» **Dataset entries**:
//! Window system collaborator
//!
//! The master renderer only needs a narrow surface from the window: event
//! polling into [`Input`], buffer swap, the close request and the drawable
//! size. [`GlfwDisplay`] provides it on top of a GLFW window with an
//! OpenGL 3.3 core context; [`HeadlessDisplay`] provides it without any
//! window for tests and offline tools.

mod glfw_display;
mod headless;

pub use glfw_display::GlfwDisplay;
pub use headless::HeadlessDisplay;

use crate::input::Input;

/// Window operations used by the frame loop
pub trait Display {
    /// Process pending window events, feeding them into `input`
    ///
    /// A cursor move queued on `input` is applied first.
    fn poll_events(&mut self, input: &mut Input);

    /// Present the default framebuffer
    fn swap_buffers(&mut self);

    /// Whether the window asked to be closed
    fn should_close(&self) -> bool;

    /// Request (or cancel a request) to close the window
    fn set_should_close(&mut self, close: bool);

    /// Drawable size in pixels
    fn framebuffer_size(&self) -> (u32, u32);

    /// Show or hide the cursor over the window
    fn set_cursor_visible(&mut self, visible: bool);

    /// Replace the window caption
    fn set_title(&mut self, title: &str);
}
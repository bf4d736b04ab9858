//! Shader programs and their sources
//!
//! [`ShaderLibrary`] resolves the GLSL sources of the built-in passes, either
//! from the copies embedded in the crate or from a directory on disk (useful
//! while editing shaders). [`ShaderProgram`] caches uniform locations by name;
//! writing an unknown uniform is logged once and otherwise ignored.

use std::collections::HashMap;
use std::path::{Path, PathBuf};

use crate::error::{EngineError, EngineResult};
use crate::render::api::{ProgramId, ProgramSources, UniformLocation, UniformValue};
use crate::render::state::{ReleaseQueue, Released, StateCache};

/// GLSL sources of one program
#[derive(Debug, Clone, PartialEq, Eq)]
pub struct ShaderSource {
    /// Vertex stage
    pub vertex: String,
    /// Fragment stage
    pub fragment: String,
    /// Optional geometry stage
    pub geometry: Option<String>,
}

impl ShaderSource {
    /// Vertex and fragment sources
    pub fn new(vertex: impl Into<String>, fragment: impl Into<String>) -> Self {
        Self { vertex: vertex.into(), fragment: fragment.into(), geometry: None }
    }

    /// Add a geometry stage
    pub fn with_geometry(mut self, geometry: impl Into<String>) -> Self {
        self.geometry = Some(geometry.into());
        self
    }
}

/// Linked program with a uniform location cache
#[derive(Debug)]
pub struct ShaderProgram {
    id: ProgramId,
    name: String,
    locations: HashMap<String, Option<UniformLocation>>,
    releases: ReleaseQueue,
}

impl ShaderProgram {
    /// Compile and link `source`
    ///
    /// Compile or link failures are returned as resource errors carrying the
    /// driver log.
    pub fn create(state: &mut StateCache, name: impl Into<String>, source: &ShaderSource) -> EngineResult<Self> {
        let name = name.into();
        let sources = ProgramSources {
            vertex: &source.vertex,
            fragment: &source.fragment,
            geometry: source.geometry.as_deref(),
        };
        let id = state
            .device()
            .create_program(&sources)
            .map_err(|log| EngineError::resource(&name, "ShaderProgram::create", format!("Shader program build failed:\n{log}")))?;
        log::debug!(target: "shader_program", "Shader program [{}] created.", name);
        Ok(Self { id, name, locations: HashMap::new(), releases: state.release_queue() })
    }

    /// Device handle
    pub fn id(&self) -> ProgramId {
        self.id
    }

    /// Program name
    pub fn name(&self) -> &str {
        &self.name
    }

    /// Write a uniform of this program
    ///
    /// The program should be active. Unknown names are skipped with a warning
    /// the first time they are seen.
    pub fn set_uniform(&mut self, state: &mut StateCache, name: &str, value: impl Into<UniformValue>) {
        let location = match self.locations.get(name) {
            Some(location) => *location,
            None => {
                let location = state.device().uniform_location(self.id, name);
                if location.is_none() {
                    log::warn!(target: "shader_program", "Shader program [{}] has no uniform [{}].", self.name, name);
                }
                self.locations.insert(name.to_string(), location);
                location
            }
        };
        if let Some(location) = location {
            state.device().set_uniform(location, &value.into());
        }
    }
}

impl Drop for ShaderProgram {
    fn drop(&mut self) {
        self.releases.push(Released::Program(self.id));
    }
}

/// Programs used by the built-in render passes
#[derive(Debug, Clone, Copy, PartialEq, Eq, Hash)]
pub enum BuiltinShader {
    /// Lit, textured, shadowed 3D objects
    Basic,
    /// Flat-colored stencil outline
    Outline,
    /// Flat-colored wireframe overview
    Polygon,
    /// Directional light depth map
    DirectionalDepth,
    /// Point light depth cube map
    PointDepth,
    /// Water surface
    Water,
    /// Skybox cube
    Skybox,
    /// Full-screen postprocess
    Postprocess,
    /// Billboard particles
    Particle,
    /// Text glyphs
    Font,
}

impl BuiltinShader {
    /// (vertex, fragment, geometry) file names
    pub const fn files(self) -> (&'static str, &'static str, Option<&'static str>) {
        match self {
            Self::Basic => ("basic.vert", "basic.frag", None),
            Self::Outline => ("flat.vert", "outline.frag", None),
            Self::Polygon => ("flat.vert", "polygon.frag", None),
            Self::DirectionalDepth => ("depth_directional.vert", "depth_directional.frag", None),
            Self::PointDepth => ("depth_point.vert", "depth_point.frag", Some("depth_point.geom")),
            Self::Water => ("water.vert", "water.frag", None),
            Self::Skybox => ("skybox.vert", "skybox.frag", None),
            Self::Postprocess => ("postprocess.vert", "postprocess.frag", None),
            Self::Particle => ("particle.vert", "particle.frag", None),
            Self::Font => ("font.vert", "font.frag", None),
        }
    }

    /// Program name used in logs
    pub const fn program_name(self) -> &'static str {
        match self {
            Self::Basic => "basic_shader_program",
            Self::Outline => "outline_shader_program",
            Self::Polygon => "polygon_shader_program",
            Self::DirectionalDepth => "depth_map_dir_light_shader_program",
            Self::PointDepth => "depth_map_point_light_shader_program",
            Self::Water => "water_shader_program",
            Self::Skybox => "skybox_shader_program",
            Self::Postprocess => "postprocess_shader_program",
            Self::Particle => "particle_shader_program",
            Self::Font => "font_shader_program",
        }
    }
}

fn embedded_source(file: &str) -> Option<&'static str> {
    let source = match file {
        "basic.vert" => include_str!("../../../shaders/basic.vert"),
        "basic.frag" => include_str!("../../../shaders/basic.frag"),
        "flat.vert" => include_str!("../../../shaders/flat.vert"),
        "outline.frag" => include_str!("../../../shaders/outline.frag"),
        "polygon.frag" => include_str!("../../../shaders/polygon.frag"),
        "depth_directional.vert" => include_str!("../../../shaders/depth_directional.vert"),
        "depth_directional.frag" => include_str!("../../../shaders/depth_directional.frag"),
        "depth_point.vert" => include_str!("../../../shaders/depth_point.vert"),
        "depth_point.geom" => include_str!("../../../shaders/depth_point.geom"),
        "depth_point.frag" => include_str!("../../../shaders/depth_point.frag"),
        "water.vert" => include_str!("../../../shaders/water.vert"),
        "water.frag" => include_str!("../../../shaders/water.frag"),
        "skybox.vert" => include_str!("../../../shaders/skybox.vert"),
        "skybox.frag" => include_str!("../../../shaders/skybox.frag"),
        "postprocess.vert" => include_str!("../../../shaders/postprocess.vert"),
        "postprocess.frag" => include_str!("../../../shaders/postprocess.frag"),
        "particle.vert" => include_str!("../../../shaders/particle.vert"),
        "particle.frag" => include_str!("../../../shaders/particle.frag"),
        "font.vert" => include_str!("../../../shaders/font.vert"),
        "font.frag" => include_str!("../../../shaders/font.frag"),
        _ => return None,
    };
    Some(source)
}

/// Where built-in shader sources come from
#[derive(Debug, Clone, Default, PartialEq, Eq)]
pub enum ShaderLibrary {
    /// Sources compiled into the crate
    #[default]
    Embedded,
    /// Sources read from files in a directory
    Directory(PathBuf),
}

impl ShaderLibrary {
    /// Library reading from `dir`
    pub fn from_directory(dir: impl AsRef<Path>) -> Self {
        Self::Directory(dir.as_ref().to_path_buf())
    }

    /// Resolve the sources of a built-in program
    pub fn source(&self, shader: BuiltinShader) -> EngineResult<ShaderSource> {
        let (vertex, fragment, geometry) = shader.files();
        let mut source = ShaderSource::new(self.read(vertex)?, self.read(fragment)?);
        if let Some(geometry) = geometry {
            source = source.with_geometry(self.read(geometry)?);
        }
        Ok(source)
    }

    /// Resolve and build a built-in program
    pub fn load(&self, state: &mut StateCache, shader: BuiltinShader) -> EngineResult<ShaderProgram> {
        let source = self.source(shader)?;
        ShaderProgram::create(state, shader.program_name(), &source)
    }

    fn read(&self, file: &str) -> EngineResult<String> {
        match self {
            Self::Embedded => embedded_source(file)
                .map(str::to_string)
                .ok_or_else(|| EngineError::resource("shader_library", "ShaderLibrary::read", format!("Unknown shader file [{file}]."))),
            Self::Directory(dir) => {
                let path = dir.join(file);
                std::fs::read_to_string(&path).map_err(|e| {
                    EngineError::resource(
                        "shader_library",
                        "ShaderLibrary::read",
                        format!("Shader file [{}] open error: {e}", path.display()),
                    )
                })
            }
        }
    }
}

#[cfg(test)]
mod tests {
    use super::*;
    use crate::render::backends::recording::{GpuCall, RecordingDevice};

    const ALL: [BuiltinShader; 10] = [
        BuiltinShader::Basic,
        BuiltinShader::Outline,
        BuiltinShader::Polygon,
        BuiltinShader::DirectionalDepth,
        BuiltinShader::PointDepth,
        BuiltinShader::Water,
        BuiltinShader::Skybox,
        BuiltinShader::Postprocess,
        BuiltinShader::Particle,
        BuiltinShader::Font,
    ];

    #[test]
    fn test_every_builtin_is_embedded() {
        for shader in ALL {
            let source = ShaderLibrary::Embedded.source(shader).unwrap();
            assert!(source.vertex.starts_with("#version 330"), "{:?} vertex stage", shader);
            assert!(source.fragment.starts_with("#version 330"), "{:?} fragment stage", shader);
        }
        assert!(ShaderLibrary::Embedded.source(BuiltinShader::PointDepth).unwrap().geometry.is_some());
    }

    #[test]
    fn test_missing_directory_file_is_resource_error() {
        let library = ShaderLibrary::from_directory("/nonexistent/shader/dir");
        assert!(matches!(library.source(BuiltinShader::Basic), Err(EngineError::ResourceLoad { .. })));
    }

    #[test]
    fn test_compile_failure_carries_driver_log() {
        let mut state = StateCache::new(Box::new(RecordingDevice::new().with_compile_error("0:1: syntax error")));
        match ShaderLibrary::Embedded.load(&mut state, BuiltinShader::Basic) {
            Err(EngineError::ResourceLoad { message, .. }) => assert!(message.contains("syntax error")),
            other => panic!("Unexpected result: {:?}", other),
        }
    }

    #[test]
    fn test_uniform_lookup_is_cached() {
        let device = RecordingDevice::new();
        let log = device.log();
        let mut state = StateCache::new(Box::new(device));
        let mut program = ShaderProgram::create(&mut state, "p", &ShaderSource::new("v", "f")).unwrap();
        state.activate_shader_program(&program);
        program.set_uniform(&mut state, "fog.enabled", true);
        program.set_uniform(&mut state, "fog.enabled", false);

        assert_eq!(program.locations.len(), 1);
        assert_eq!(log.count(|c| matches!(c, GpuCall::SetUniform { .. })), 2);
        assert_eq!(log.last_uniform("fog.enabled"), Some(UniformValue::Int(0)));
    }
}
//! [`GpuDevice`](crate::render::api::GpuDevice) implementations
//!
//! - [`gl::GlDevice`]: OpenGL 3.3 core through `glow`
//! - [`recording::RecordingDevice`]: no context, records every command

pub mod gl;
pub mod recording;

pub use gl::GlDevice;
pub use recording::{CallLog, GpuCall, RecordingDevice};
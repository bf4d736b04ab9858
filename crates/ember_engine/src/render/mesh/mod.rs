//! Renderable meshes
//!
//! All mesh kinds share [`MeshBuffers`] for their GPU data and
//! [`ModelTransform`] for placement. Drawing goes through [`MeshKind::draw`].

pub mod base;
pub mod object3d;
pub mod particle;
pub mod skybox;
pub mod water_tile;

pub use base::{MeshBuffers, MeshData, MeshKind, ModelTransform};
pub use object3d::{Object3D, Object3DEntity, Outline};
pub use particle::{Particle, ParticleGenerator, ParticleSystem};
pub use skybox::Skybox;
pub use water_tile::WaterTile;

» **Problem**: In the entries, find every line holding "stage" and copy it.

» **Expected output**:
    /// Vertex stage
    /// Fragment stage
    /// Optional geometry stage
    /// Add a geometry stage
            assert!(source.vertex.starts_with("#version 330"), "{:?} vertex stage", shader);
            assert!(source.fragment.starts_with("#version 330"), "{:?} fragment stage", shader);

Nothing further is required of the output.